The Memorial House of Mother Theresa stands at the site of the church where she was baptized, after being born in Skopje. Nobel laureate Mother Theresa is probably the most famous Macedonian of the twentieth century, but is more widely associated with her adopted home of Calcutta, India, than with Macedonia. Even so, she is widely publicized in the city as another in a long line of Christian leaders from Macedonia, despite her being Catholic rather than Orthodox

Despite most Skopje 2014 buildings being in a classical style, the Holocaust Memorial Museum of Macedonia is a modernist structure that stands near the heart of the Skopje 2014 projects.
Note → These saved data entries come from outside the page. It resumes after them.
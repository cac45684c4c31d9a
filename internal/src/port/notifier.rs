use crate::domain::error::NotificationError;

/// Delivers the alarm text to whoever must be warned.
#[cfg_attr(test, mockall::automock)]
pub trait NotifierDrivenPort {
    fn notify(&self, text: &str) -> impl Future<Output = Result<(), NotificationError>> + Send;
}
The memorial is where the old Jewish Quarter existed prior to World War II. Next to it is the Museum of the Macedonian Struggle, which tells the story of the Macedonian people throughout history.
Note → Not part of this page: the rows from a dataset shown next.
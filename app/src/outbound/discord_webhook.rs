use anyhow::{Context, Result};
use internal::{domain::error::NotificationError, port::notifier::NotifierDrivenPort};
use log::{error, info};
use reqwest::StatusCode;
use serde::Serialize;

#[derive(Serialize)]
struct WebhookPayload<'a> {
    content: &'a str,
}

/// Posts the alarm text to a Discord channel webhook.
pub struct DiscordWebhook {
    client: reqwest::Client,
    url: Option<String>,
}

impl DiscordWebhook {
    pub fn new(url: Option<String>) -> Result<Self> {
        let client = reqwest::Client::builder()
            .build()
            .context("Unable to build the webhook http client")?;
        Ok(DiscordWebhook { client, url })
    }
}

impl NotifierDrivenPort for DiscordWebhook {
    async fn notify(&self, text: &str) -> Result<(), NotificationError> {
        let Some(url) = self.url.as_deref() else {
            error!("Discord webhook URL is not set.");
            return Err(NotificationError::ConfigurationMissing("discord webhook url"));
        };

        let response = self
            .client
            .post(url)
            .json(&WebhookPayload { content: text })
            .send()
            .await
            .map_err(|e| {
                error!("Failed to send motion alarm to Discord: {e}");
                NotificationError::NotificationTransport(e.to_string())
            })?;

        // Discord answers 204 when the message is accepted without `?wait=true`.
        let status = response.status();
        if status == StatusCode::NO_CONTENT {
            info!("Motion alarm sent to Discord.");
            Ok(())
        } else {
            error!("Failed to send motion alarm to Discord. Status code: {}", status.as_u16());
            Err(NotificationError::NotificationFailure(status.as_u16()))
        }
    }
}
While most of the new urban landscape of Skopje celebrates ties to ancient times or modern struggles, there are also monuments that promote Macedonian folk culture. Macedonia is famous for its unique music, costume, and dance styles that are some of the best preserved in the Balkans. Statues of dancers adorn some city streets, and the newly built Ministry of Foreign Affairs building has statues of the various regional costumes of Macedonia surrounding the building along higher floors. Despite only a few reminders in the landscape, folk culture is broadly reproduced in television and radio programs in Macedonia

The Skopje 2014 project shows a concerted attempt by the Macedonian government to define what is, and what is not Macedonia, through the remaking of the public architectural landscape of the capital city. Despite this, it is not quite clear what legacy or history they are trying to tell. The monumental landscape constructed in Skopje tries to define Macedonia as the heir to the ancient kingdom of the same name, but also as a bastion of Christianity, despite the long Ottoman history in the region and the large Albanian (mostly Muslim) population living in Macedonia. The narrative the project has constructed in effect places a veneer of a certain preferred identity onto an old multiethnic and multireligious city, that says some residents, namely Orthodox Christians who speak Macedonian, are the real Macedonians and inheritors of the legacy of Alexander the Great, while downplaying or ignoring the history of many others who live(d) in the city. Through statues, buildings, and the names on them, the Macedonian government is trying to build their version of a national identity by altering the urban landscape.